The only elements astronomers have detected in the clouds are hydrogen and its heavier isotope, deuterium. The lack of metals strongly suggests that the gases are reservoirs of pristine material left over from the Big Bang.

A paper by Astronomer Xavier Prochaska, of the University of California Observatories-Lick Observatory, UC-Santa Cruz, and his team appears online November 20, 2011, at Science Express.

Because stars fuse atoms to make heavier elements, these newly discovered gases have never been involved in any star making in the two billion years between the Big Bang and their discovery. In other words, they are the remnant gases that are unchanged since they were created in the first few minutes after the Big Bang.

Prochaska said:

Despite decades of effort to find anything metal-free in the universe, nature has previously set a limit to enrichment at no less than one-thousandth that found in the sun. These clouds are at least 10 times lower than that limit and are the most pristine gas discovered in our universe.

Co-author Michele Fumagalli said:

We’ve searched carefully for oxygen, carbon, nitrogen and silicon – the things that are found on Earth and the sun in abundance. We don’t find a trace of anything other than hydrogen and deuterium.

Prochaska explained how they were able to detect dark, cold, diffuse gas about 12 billion light-years away:

In this case we actually have to do a bit of a trick. We study the gas in silhouette.

The light from a more distant quasar shines though the gas. The elements in the gas absorb very specific wavelengths of light, which can only be found by splitting the light into very detailed spectra to reveal the dark lines of missing light.

Fumagalli described it another way:

All of the analysis is on the light we didn’t get. [The clouds absorb only a small fraction of the quasar light that makes it to Earth.] But the signatures of hydrogen absorption are obvious, so there’s no doubt there’s a lot of gas there.

The blobs of pristine gas are good news to astronomers because they are confirmation of the theory of what the first elements were and how they were created in the Big Bang. Hydrogen, helium, lithium and boron are the lightest elements on the periodic table of elements, and they were all created for the first time in what’s called the Big Bang nucleosynthesis (BBN).

Co-author John O’Meara of Saint Michael’s College in Vermont said:

That theory has been very well tested at Keck as regards to hydrogen and its isotope deuterium. One of the conundrums of that previous work, however, is that the gas also showed at least trace amounts of oxygen and carbon. The clouds that we have discovered are the first to match the full predictions of BBN.

The discovery also reveals how different the early universe was from today – where it’s very hard to find any place without some “metals” caused by generations of element-building fusion reactors, aka stars.

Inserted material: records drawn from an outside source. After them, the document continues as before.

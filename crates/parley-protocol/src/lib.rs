//! Parley Protocol - Wire text for the chat relay
//!
//! The relay speaks raw UTF-8 over TCP with no framing: every server
//! message is written as-is, with no terminator or length prefix, and
//! every client read is capped at [`READ_CHUNK_SIZE`] bytes. This crate
//! holds the exact strings both sides agree on and the client-local
//! command parser.

pub mod input;
pub mod message;
pub mod wire;

pub use input::{ClientInput, QUIT_COMMANDS};
pub use message::{ServerMessage, USERNAME_PROMPT};
pub use wire::{
    decode_chunk, DEFAULT_CLIENT_HOST, DEFAULT_PORT, DEFAULT_SERVER_HOST, READ_CHUNK_SIZE,
};
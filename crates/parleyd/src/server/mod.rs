//! TCP acceptor for the relay.
//!
//! The server:
//! - Binds a TCP listener with address reuse enabled
//! - Spawns a `SessionHandler` task for each accepted client
//! - Keeps accepting while sessions run; accept never waits on a session
//! - Stops accepting when its `CancellationToken` is triggered
//!
//! # Architecture
//!
//! ```text
//! ┌─────────────────┐
//! │   ChatServer    │
//! │                 │
//! │  TcpListener    │
//! └───────┬─────────┘
//!         │ accept()
//!         ▼
//! ┌─────────────────┐     ┌─────────────────┐
//! │ SessionHandler  │────▶│    Registry     │
//! │  (per client)   │     │                 │
//! └─────────────────┘     └─────────────────┘
//!         │
//!         │ broadcast
//!         ▼
//! ┌─────────────────┐
//! │  Other clients  │
//! └─────────────────┘
//! ```
//!
//! Shutdown is best effort: the listener is closed but sessions already
//! running are not drained.
//!
//! # Panic-Free Guarantees
//!
//! This module follows the panic-free policy:
//! - No `.unwrap()`, `.expect()`, `panic!()`, `unreachable!()`, `todo!()`
//! - All fallible operations use `?`, pattern matching, or `unwrap_or`
//! - Accept errors are logged and allow continued operation

mod session;

pub use session::{SessionError, SessionHandler, SessionState, SessionSummary};

use std::net::SocketAddr;
use std::sync::atomic::{AtomicU64, AtomicUsize, Ordering};
use std::sync::Arc;

use tokio::net::{lookup_host, TcpListener, TcpSocket, TcpStream};
use tokio_util::sync::CancellationToken;
use tracing::{debug, error, info};

use parley_core::ConnectionId;

use crate::broadcast::Broadcaster;
use crate::config::ServerConfig;
use crate::registry::{ConnectionWriter, Registry};

/// Pending-connection queue length passed to `listen`.
const LISTEN_BACKLOG: u32 = 1024;

/// TCP server for the chat relay.
pub struct ChatServer {
    listener: TcpListener,
    local_addr: SocketAddr,
    config: ServerConfig,
    broadcaster: Broadcaster,

    /// Cancellation token for shutdown
    cancel_token: CancellationToken,

    /// Connection counter for generating connection ids
    connection_counter: AtomicU64,

    /// Sessions whose task has not finished yet
    active_sessions: Arc<AtomicUsize>,
}

impl ChatServer {
    /// Resolves the configured address and binds the listening socket.
    ///
    /// # Arguments
    ///
    /// * `config` - Address to bind and per-session settings
    /// * `registry` - Shared registry the sessions join
    /// * `cancel_token` - Token for shutdown
    ///
    /// # Errors
    ///
    /// - `ServerError::Resolve` if the host does not resolve
    /// - `ServerError::SocketSetup` if the socket cannot be created or bound
    pub async fn bind(
        config: ServerConfig,
        registry: Registry,
        cancel_token: CancellationToken,
    ) -> Result<Self, ServerError> {
        let address = config.address();
        let addr = lookup_host(&address)
            .await
            .map_err(|e| ServerError::Resolve {
                address: address.clone(),
                error: e.to_string(),
            })?
            .next()
            .ok_or_else(|| ServerError::Resolve {
                address: address.clone(),
                error: "no addresses found".to_string(),
            })?;

        let listener = bind_listener(addr).map_err(|e| ServerError::SocketSetup {
            address: addr,
            error: e.to_string(),
        })?;
        let local_addr = listener.local_addr().map_err(|e| ServerError::SocketSetup {
            address: addr,
            error: e.to_string(),
        })?;

        info!(address = %local_addr, "[STARTING] Server is starting on {local_addr}");

        let broadcaster = Broadcaster::new(registry, config.write_timeout);

        Ok(Self {
            listener,
            local_addr,
            config,
            broadcaster,
            cancel_token,
            connection_counter: AtomicU64::new(0),
            active_sessions: Arc::new(AtomicUsize::new(0)),
        })
    }

    /// Address the listener is bound to (useful when binding port 0).
    pub fn local_addr(&self) -> SocketAddr {
        self.local_addr
    }

    /// Number of session tasks still running.
    pub fn active_sessions(&self) -> usize {
        self.active_sessions.load(Ordering::Relaxed)
    }

    /// Runs the accept loop.
    ///
    /// Accepts connections until the cancellation token is triggered, then
    /// closes the listener and returns.
    pub async fn run(self) {
        info!(address = %self.local_addr, "[LISTENING] Server is listening for connections...");

        loop {
            tokio::select! {
                _ = self.cancel_token.cancelled() => {
                    info!("[SHUTTING DOWN] Server is shutting down...");
                    break;
                }

                result = self.listener.accept() => {
                    match result {
                        Ok((stream, peer_addr)) => {
                            self.handle_connection(stream, peer_addr);
                        }
                        Err(e) => {
                            error!(error = %e, "[ERROR] Failed to accept connection");
                            // Continue accepting other connections
                        }
                    }
                }
            }
        }

        let still_running = self.active_sessions();
        drop(self.listener);
        info!(active = still_running, "[STOPPED] Server stopped");
    }

    /// Spawns a session task for a new client.
    fn handle_connection(&self, stream: TcpStream, peer_addr: SocketAddr) {
        let id = ConnectionId::new(self.connection_counter.fetch_add(1, Ordering::Relaxed));
        let (reader, writer) = stream.into_split();

        let handler = SessionHandler::new(
            id,
            peer_addr,
            reader,
            ConnectionWriter::new(writer),
            self.broadcaster.clone(),
            &self.config,
        );

        let active = ActiveSession::enter(Arc::clone(&self.active_sessions));
        info!(active = active.count, "[ACTIVE CONNECTIONS] {}", active.count);

        tokio::spawn(async move {
            let _active = active;
            let summary = handler.run().await;
            debug!(
                connection = %summary.id,
                username = ?summary.username.as_ref().map(|u| u.as_str()),
                messages = summary.messages_relayed,
                state = %summary.final_state,
                duration = ?summary.connected_for,
                error = ?summary.error,
                "Session finished"
            );
        });
    }
}

fn bind_listener(addr: SocketAddr) -> std::io::Result<TcpListener> {
    let socket = if addr.is_ipv4() {
        TcpSocket::new_v4()?
    } else {
        TcpSocket::new_v6()?
    };
    socket.set_reuseaddr(true)?;
    socket.bind(addr)?;
    socket.listen(LISTEN_BACKLOG)
}

/// Keeps the active-session count accurate even if a session task panics.
struct ActiveSession {
    counter: Arc<AtomicUsize>,
    count: usize,
}

impl ActiveSession {
    fn enter(counter: Arc<AtomicUsize>) -> Self {
        let count = counter.fetch_add(1, Ordering::Relaxed).saturating_add(1);
        Self { counter, count }
    }
}

impl Drop for ActiveSession {
    fn drop(&mut self) {
        self.counter.fetch_sub(1, Ordering::Relaxed);
    }
}

/// Errors that can occur in server operations.
#[derive(Debug, thiserror::Error)]
pub enum ServerError {
    #[error("Failed to resolve {address}: {error}")]
    Resolve { address: String, error: String },

    #[error("Failed to setup socket at {address}: {error}")]
    SocketSetup { address: SocketAddr, error: String },
}
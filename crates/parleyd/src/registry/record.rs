//! Connection records and the shared write handle they carry.
//!
//! # Panic-Free Guarantees
//!
//! This module follows the panic-free policy:
//! - No `.unwrap()`, `.expect()`, `panic!()`, `unreachable!()`, `todo!()`
//! - Write failures are returned as `DeliveryError`, never raised

use std::fmt;
use std::net::SocketAddr;
use std::sync::Arc;
use std::time::Duration;

use tokio::io::{AsyncWrite, AsyncWriteExt};
use tokio::sync::Mutex;
use tokio::time::timeout;
use tracing::debug;

use parley_core::{ConnectionId, ConnectionInfo, Username};

/// Type-erased write half of a client connection.
pub type BoxedWriter = Box<dyn AsyncWrite + Send + Unpin>;

// ============================================================================
// Connection Writer
// ============================================================================

/// Shared handle for writing to one client.
///
/// The session handler owns the connection; the registry and any in-flight
/// broadcast hold clones of this handle. The inner mutex serialises whole
/// messages on one socket and is never taken while the registry lock is
/// held.
#[derive(Clone)]
pub struct ConnectionWriter {
    inner: Arc<Mutex<BoxedWriter>>,
}

impl ConnectionWriter {
    pub fn new<W>(writer: W) -> Self
    where
        W: AsyncWrite + Send + Unpin + 'static,
    {
        Self {
            inner: Arc::new(Mutex::new(Box::new(writer))),
        }
    }

    /// Writes `bytes` and flushes, bounded by `write_timeout`.
    ///
    /// Waiting for another sender to release the handle counts against the
    /// same bound, so callers queued behind a stuck peer give up together.
    pub async fn send(&self, bytes: &[u8], write_timeout: Duration) -> Result<(), DeliveryError> {
        match timeout(write_timeout, async {
            let mut writer = self.inner.lock().await;
            writer.write_all(bytes).await?;
            writer.flush().await?;
            Ok::<(), std::io::Error>(())
        })
        .await
        {
            Ok(Ok(())) => Ok(()),
            Ok(Err(e)) => Err(DeliveryError::Io(e.to_string())),
            Err(_) => Err(DeliveryError::WriteTimeout),
        }
    }

    /// Shuts down the write direction. Errors are logged and ignored.
    pub async fn close(&self) {
        let mut writer = self.inner.lock().await;
        if let Err(e) = writer.shutdown().await {
            debug!(error = %e, "Shutdown of client writer failed");
        }
    }

    /// Returns true if both handles refer to the same connection.
    pub fn same_handle(&self, other: &ConnectionWriter) -> bool {
        Arc::ptr_eq(&self.inner, &other.inner)
    }
}

impl fmt::Debug for ConnectionWriter {
    fn fmt(&self, f: &mut fmt::Formatter<'_>) -> fmt::Result {
        f.debug_struct("ConnectionWriter")
            .field("refs", &Arc::strong_count(&self.inner))
            .finish()
    }
}

// ============================================================================
// Connection Record
// ============================================================================

/// One joined client as seen by the registry.
///
/// Immutable after creation. Cloning is cheap and shares the same writer,
/// which is what registry snapshots rely on.
#[derive(Debug, Clone)]
pub struct ConnectionRecord {
    info: Arc<ConnectionInfo>,
    writer: ConnectionWriter,
}

impl ConnectionRecord {
    pub fn new(info: ConnectionInfo, writer: ConnectionWriter) -> Self {
        Self {
            info: Arc::new(info),
            writer,
        }
    }

    pub fn id(&self) -> ConnectionId {
        self.info.id
    }

    pub fn username(&self) -> &Username {
        &self.info.username
    }

    pub fn peer_addr(&self) -> SocketAddr {
        self.info.peer_addr
    }

    pub fn info(&self) -> &ConnectionInfo {
        &self.info
    }

    pub fn writer(&self) -> &ConnectionWriter {
        &self.writer
    }
}

/// Errors that can occur writing to a single client.
#[derive(Debug, Clone, PartialEq, Eq, thiserror::Error)]
pub enum DeliveryError {
    #[error("I/O error: {0}")]
    Io(String),

    #[error("Write timeout")]
    WriteTimeout,
}
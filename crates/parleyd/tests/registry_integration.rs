//! Concurrency tests for the registry and broadcaster.
//!
//! These run many tasks against one shared registry and check that
//! membership stays consistent and broadcasts keep reaching live members
//! while others come and go.
//!
//! Tests CAN use `.unwrap()` and `.expect()` - this is allowed.

use std::collections::HashSet;
use std::net::SocketAddr;
use std::time::Duration;

use parley_core::{ConnectionId, ConnectionInfo, Username};
use parleyd::{Broadcaster, ConnectionRecord, ConnectionWriter, Registry};
use tokio::io::{AsyncReadExt, DuplexStream};
use tokio::task::JoinSet;

const WRITE_TIMEOUT: Duration = Duration::from_secs(1);

fn member(id: u64) -> (ConnectionRecord, DuplexStream) {
    let (local, remote) = tokio::io::duplex(4096);
    let info = ConnectionInfo::new(
        ConnectionId::new(id),
        SocketAddr::from(([127, 0, 0, 1], 20000 + id as u16)),
        Username::new(format!("member{id}")),
    );
    (ConnectionRecord::new(info, ConnectionWriter::new(local)), remote)
}

#[tokio::test(flavor = "multi_thread", worker_threads = 4)]
async fn test_concurrent_adds_are_all_visible() {
    let registry = Registry::new();
    let mut tasks = JoinSet::new();

    for id in 0..100 {
        let registry = registry.clone();
        tasks.spawn(async move {
            let (record, peer) = member(id);
            registry.add(record).await;
            peer
        });
    }

    let mut peers = Vec::new();
    while let Some(peer) = tasks.join_next().await {
        peers.push(peer.unwrap());
    }

    assert_eq!(registry.len().await, 100);
    let ids: HashSet<_> = registry.snapshot().await.iter().map(|r| r.id()).collect();
    assert_eq!(ids.len(), 100);
}

#[tokio::test(flavor = "multi_thread", worker_threads = 4)]
async fn test_concurrent_double_remove_returns_record_once() {
    let registry = Registry::new();
    let mut peers = Vec::new();
    for id in 0..20 {
        let (record, peer) = member(id);
        registry.add(record).await;
        peers.push(peer);
    }

    // Two cleanup paths race for every id; exactly one wins each.
    let mut tasks = JoinSet::new();
    for id in 0..20 {
        for _ in 0..2 {
            let registry = registry.clone();
            tasks.spawn(async move { registry.remove(ConnectionId::new(id)).await.is_some() });
        }
    }

    let mut removed = 0;
    while let Some(result) = tasks.join_next().await {
        if result.unwrap() {
            removed += 1;
        }
    }

    assert_eq!(removed, 20);
    assert!(registry.is_empty().await);
}

#[tokio::test(flavor = "multi_thread", worker_threads = 4)]
async fn test_broadcast_during_churn_reaches_stable_members() {
    let registry = Registry::new();
    let broadcaster = Broadcaster::new(registry.clone(), WRITE_TIMEOUT);

    let (stable, mut stable_peer) = member(0);
    registry.add(stable).await;

    // Members joining and leaving while broadcasts run.
    let churn = {
        let registry = registry.clone();
        tokio::spawn(async move {
            for id in 1..50 {
                let (record, _peer) = member(id);
                registry.add(record).await;
                tokio::task::yield_now().await;
                registry.remove(ConnectionId::new(id)).await;
            }
        })
    };

    for _ in 0..10 {
        broadcaster.broadcast(b"tick;", None).await;
    }
    churn.await.unwrap();

    let mut buf = vec![0u8; 64];
    let mut received = Vec::new();
    while received.len() < 50 {
        let n = stable_peer.read(&mut buf).await.unwrap();
        assert!(n > 0);
        received.extend_from_slice(&buf[..n]);
    }
    assert_eq!(received, b"tick;".repeat(10));
    assert!(registry.contains(ConnectionId::new(0)).await);
}

#[tokio::test]
async fn test_broadcast_prunes_only_dead_members() {
    let registry = Registry::new();
    let broadcaster = Broadcaster::new(registry.clone(), WRITE_TIMEOUT);

    let mut live_peers = Vec::new();
    for id in 0..5 {
        let (record, peer) = member(id);
        registry.add(record).await;
        if id % 2 == 0 {
            live_peers.push(peer);
        } else {
            drop(peer);
        }
    }

    let report = broadcaster.broadcast(b"hello", None).await;

    assert_eq!(report.delivered, 3);
    let pruned: HashSet<_> = report.pruned.into_iter().collect();
    assert_eq!(
        pruned,
        HashSet::from([ConnectionId::new(1), ConnectionId::new(3)])
    );
    assert_eq!(registry.len().await, 3);

    for peer in live_peers.iter_mut() {
        let mut buf = [0u8; 5];
        peer.read_exact(&mut buf).await.unwrap();
        assert_eq!(&buf, b"hello");
    }
}
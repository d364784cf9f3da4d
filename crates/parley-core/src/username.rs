//! Display names negotiated during the connection handshake.

use std::fmt;

/// Prefix for names generated when a client sends an empty username.
pub const FALLBACK_USERNAME_PREFIX: &str = "User_";

/// Display name of a connected client.
///
/// Assigned once at handshake and never changed afterwards. Duplicate names
/// across connections are allowed; identity is carried by `ConnectionId`.
#[derive(Debug, Clone, PartialEq, Eq, Hash)]
pub struct Username(String);

impl Username {
    /// Creates a username from an already-validated string.
    pub fn new(name: impl Into<String>) -> Self {
        Self(name.into())
    }

    /// Builds the username from the text a client sent during handshake.
    ///
    /// Surrounding whitespace is stripped. Empty or whitespace-only input
    /// falls back to `User_<peer_port>`.
    pub fn from_handshake(raw: &str, peer_port: u16) -> Self {
        let trimmed = raw.trim();
        if trimmed.is_empty() {
            Self::fallback(peer_port)
        } else {
            Self(trimmed.to_string())
        }
    }

    /// Generated name for a client that did not pick one.
    pub fn fallback(peer_port: u16) -> Self {
        Self(format!("{FALLBACK_USERNAME_PREFIX}{peer_port}"))
    }

    /// Returns true if this name was generated rather than chosen.
    #[must_use]
    pub fn is_fallback(&self) -> bool {
        self.0
            .strip_prefix(FALLBACK_USERNAME_PREFIX)
            .is_some_and(|port| !port.is_empty() && port.parse::<u16>().is_ok())
    }

    pub fn as_str(&self) -> &str {
        &self.0
    }
}

impl fmt::Display for Username {
    fn fmt(&self, f: &mut fmt::Formatter<'_>) -> fmt::Result {
        write!(f, "{}", self.0)
    }
}

impl From<&str> for Username {
    fn from(s: &str) -> Self {
        Self(s.to_string())
    }
}

impl AsRef<str> for Username {
    fn as_ref(&self) -> &str {
        &self.0
    }
}

#[cfg(test)]
mod tests {
    use super::*;

    #[test]
    fn test_from_handshake_trims_whitespace() {
        let name = Username::from_handshake("  alice \r\n", 50000);
        assert_eq!(name.as_str(), "alice");
        assert!(!name.is_fallback());
    }

    #[test]
    fn test_empty_handshake_uses_peer_port() {
        let name = Username::from_handshake("", 51234);
        assert_eq!(name.as_str(), "User_51234");
        assert!(name.is_fallback());
    }

    #[test]
    fn test_whitespace_only_handshake_uses_peer_port() {
        let name = Username::from_handshake(" \t\n", 8080);
        assert_eq!(name, Username::fallback(8080));
    }

    #[test]
    fn test_inner_whitespace_is_kept() {
        let name = Username::from_handshake("Mary Ann\n", 1);
        assert_eq!(name.as_str(), "Mary Ann");
    }

    #[test]
    fn test_chosen_name_that_looks_generated() {
        assert!(Username::new("User_42").is_fallback());
        assert!(!Username::new("User_").is_fallback());
        assert!(!Username::new("User_bob").is_fallback());
    }

    #[test]
    fn test_display() {
        assert_eq!(format!("{}", Username::from("bob")), "bob");
    }
}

Bottom line: Xavier Prochaska, of the University of California Observatories-Lick Observatory, UC-Santa Cruz, and his team have discovered two clumps of primordial gas from the Big Bang, using the 10-meter telescopes at the W. M. Keck Observatory. The gas contains no element heavier than hydrogen and helium, meaning that the gas has never been involved with star formation. Their paper appears online November 20, 2011, at Science Express.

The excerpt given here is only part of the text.